TASK DESCRIPTION |
What you return should be every record, retyped without a single change.

GIVEN RECORDS |
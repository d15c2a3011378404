//! Route definitions for the application

use dioxus::prelude::*;
use treasury_client::Role;

use crate::components::PortalLayout;
use crate::pages::{
    Audit, CitizenHome, Dashboard, Financial, Login, Ministries, MinistryDetail, NotFound, PayTax,
    TaxPayments, Transparency,
};

/// All application routes
#[derive(Clone, Debug, PartialEq, Routable)]
#[rustfmt::skip]
pub enum Route {
    // Public routes
    #[route("/login")]
    Login {},

    #[route("/transparency")]
    Transparency {},

    // Everything inside the layout goes through the session gate
    #[layout(PortalLayout)]
        #[route("/")]
        Dashboard {},

        #[route("/ministries")]
        Ministries {},

        #[route("/ministries/:id")]
        MinistryDetail { id: i64 },

        #[route("/financial")]
        Financial {},

        #[route("/tax-payments")]
        TaxPayments {},

        #[route("/audit")]
        Audit {},

        #[route("/citizen")]
        CitizenHome {},

        #[route("/citizen/pay-tax")]
        PayTax {},
    #[end_layout]

    #[route("/:..segments")]
    NotFound { segments: Vec<String> },
}

impl Route {
    /// Role a signed-in identity needs to open this view. `None` means any
    /// signed-in identity (the gate still turns anonymous visitors away).
    pub fn required_role(&self) -> Option<Role> {
        match self {
            Route::Ministries {} | Route::MinistryDetail { .. } => Some(Role::MinistryAdmin),
            Route::Financial {} | Route::TaxPayments {} | Route::Audit {} => {
                Some(Role::SuperAdmin)
            }
            Route::CitizenHome {} | Route::PayTax {} => Some(Role::Citizen),
            Route::Login {}
            | Route::Transparency {}
            | Route::Dashboard {}
            | Route::NotFound { .. } => None,
        }
    }

    /// Views that render without asking the gate.
    pub fn is_public(&self) -> bool {
        matches!(
            self,
            Route::Login {} | Route::Transparency {} | Route::NotFound { .. }
        )
    }
}

/// Where a freshly signed-in identity lands.
pub fn landing_route(role: Role) -> Route {
    match role {
        Role::MinistryAdmin | Role::MinistryOfficer => Route::Ministries {},
        Role::SuperAdmin | Role::Citizen => Route::Dashboard {},
    }
}

#[cfg(test)]
mod tests {
    use super::*;
    use treasury_client::{authorize, Access, Identity, Redirect, Session};

    fn session(role: Role) -> Session {
        Session::new(
            "token",
            Identity {
                office_name: "Office".into(),
                wallet_address: "0xabc".into(),
                role,
                ministry_id: None,
            },
        )
    }

    #[test]
    fn landing_routes_match_role_paths() {
        for role in Role::variants() {
            assert_eq!(landing_route(*role).to_string(), role.landing_path());
        }
    }

    #[test]
    fn paths_round_trip_through_the_router() {
        assert_eq!("/ministries/7".parse::<Route>().ok(), Some(Route::MinistryDetail { id: 7 }));
        assert_eq!("/citizen/pay-tax".parse::<Route>().ok(), Some(Route::PayTax {}));
        assert_eq!(Route::TaxPayments {}.to_string(), "/tax-payments");
    }

    #[test]
    fn super_admin_opens_every_gated_view() {
        let admin = session(Role::SuperAdmin);
        for route in [
            Route::Dashboard {},
            Route::Ministries {},
            Route::MinistryDetail { id: 1 },
            Route::Financial {},
            Route::TaxPayments {},
            Route::Audit {},
            Route::CitizenHome {},
            Route::PayTax {},
        ] {
            assert!(authorize(Some(&admin), route.required_role()).is_allowed());
        }
    }

    #[test]
    fn citizens_are_sent_home_from_ministry_views() {
        let citizen = session(Role::Citizen);
        assert_eq!(
            authorize(Some(&citizen), Route::Ministries {}.required_role()),
            Access::Deny(Redirect::Home)
        );
        assert!(authorize(Some(&citizen), Route::PayTax {}.required_role()).is_allowed());
    }

    #[test]
    fn anonymous_visitors_only_see_public_views() {
        assert_eq!(
            authorize(None, Route::Dashboard {}.required_role()),
            Access::Deny(Redirect::Login)
        );
        assert!(Route::Transparency {}.is_public());
        assert!(!Route::Dashboard {}.is_public());
    }
}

OUTPUT BELOW |
repository d15c2a3011378404
//! Route definitions for the application

use dioxus::prelude::*;
use treasury_client::Role;

use crate::components::PortalLayout;
use crate::pages::{
    Audit, CitizenHome, Dashboard, Financial, Login, Ministries, MinistryDetail, NotFound, PayTax,
    TaxPayments, Transparency,
};

/// All application routes
#[derive(Clone, Debug, PartialEq, Routable)]
#[rustfmt::skip]
pub enum Route {
    // Public routes
    #[route("/login")]
    Login {},

    #[route("/transparency")]
    Transparency {},

    // Everything inside the layout goes through the session gate
    #[layout(PortalLayout)]
        #[route("/")]
        Dashboard {},

        #[route("/ministries")]
        Ministries {},

        #[route("/ministries/:id")]
        MinistryDetail { id: i64 },

        #[route("/financial")]
        Financial {},

        #[route("/tax-payments")]
        TaxPayments {},

        #[route("/audit")]
        Audit {},

        #[route("/citizen")]
        CitizenHome {},

        #[route("/citizen/pay-tax")]
        PayTax {},
    #[end_layout]

    #[route("/:..segments")]
    NotFound { segments: Vec<String> },
}

impl Route {
    /// Role a signed-in identity needs to open this view. `None` means any
    /// signed-in identity (the gate still turns anonymous visitors away).
    pub fn required_role(&self) -> Option<Role> {
        match self {
            Route::Ministries {} | Route::MinistryDetail { .. } => Some(Role::MinistryAdmin),
            Route::Financial {} | Route::TaxPayments {} | Route::Audit {} => {
                Some(Role::SuperAdmin)
            }
            Route::CitizenHome {} | Route::PayTax {} => Some(Role::Citizen),
            Route::Login {}
            | Route::Transparency {}
            | Route::Dashboard {}
            | Route::NotFound { .. } => None,
        }
    }

    /// Views that render without asking the gate.
    pub fn is_public(&self) -> bool {
        matches!(
            self,
            Route::Login {} | Route::Transparency {} | Route::NotFound { .. }
        )
    }
}

/// Where a freshly signed-in identity lands.
pub fn landing_route(role: Role) -> Route {
    match role {
        Role::MinistryAdmin | Role::MinistryOfficer => Route::Ministries {},
        Role::SuperAdmin | Role::Citizen => Route::Dashboard {},
    }
}

#[cfg(test)]
mod tests {
    use super::*;
    use treasury_client::{authorize, Access, Identity, Redirect, Session};

    fn session(role: Role) -> Session {
        Session::new(
            "token",
            Identity {
                office_name: "Office".into(),
                wallet_address: "0xabc".into(),
                role,
                ministry_id: None,
            },
        )
    }

    #[test]
    fn landing_routes_match_role_paths() {
        for role in Role::variants() {
            assert_eq!(landing_route(*role).to_string(), role.landing_path());
        }
    }

    #[test]
    fn paths_round_trip_through_the_router() {
        assert_eq!("/ministries/7".parse::<Route>().ok(), Some(Route::MinistryDetail { id: 7 }));
        assert_eq!("/citizen/pay-tax".parse::<Route>().ok(), Some(Route::PayTax {}));
        assert_eq!(Route::TaxPayments {}.to_string(), "/tax-payments");
    }

    #[test]
    fn super_admin_opens_every_gated_view() {
        let admin = session(Role::SuperAdmin);
        for route in [
            Route::Dashboard {},
            Route::Ministries {},
            Route::MinistryDetail { id: 1 },
            Route::Financial {},
            Route::TaxPayments {},
            Route::Audit {},
            Route::CitizenHome {},
            Route::PayTax {},
        ] {
            assert!(authorize(Some(&admin), route.required_role()).is_allowed());
        }
    }

    #[test]
    fn citizens_are_sent_home_from_ministry_views() {
        let citizen = session(Role::Citizen);
        assert_eq!(
            authorize(Some(&citizen), Route::Ministries {}.required_role()),
            Access::Deny(Redirect::Home)
        );
        assert!(authorize(Some(&citizen), Route::PayTax {}.required_role()).is_allowed());
    }

    #[test]
    fn anonymous_visitors_only_see_public_views() {
        assert_eq!(
            authorize(None, Route::Dashboard {}.required_role()),
            Access::Deny(Redirect::Login)
        );
        assert!(Route::Transparency {}.is_public());
        assert!(!Route::Dashboard {}.is_public());
    }
}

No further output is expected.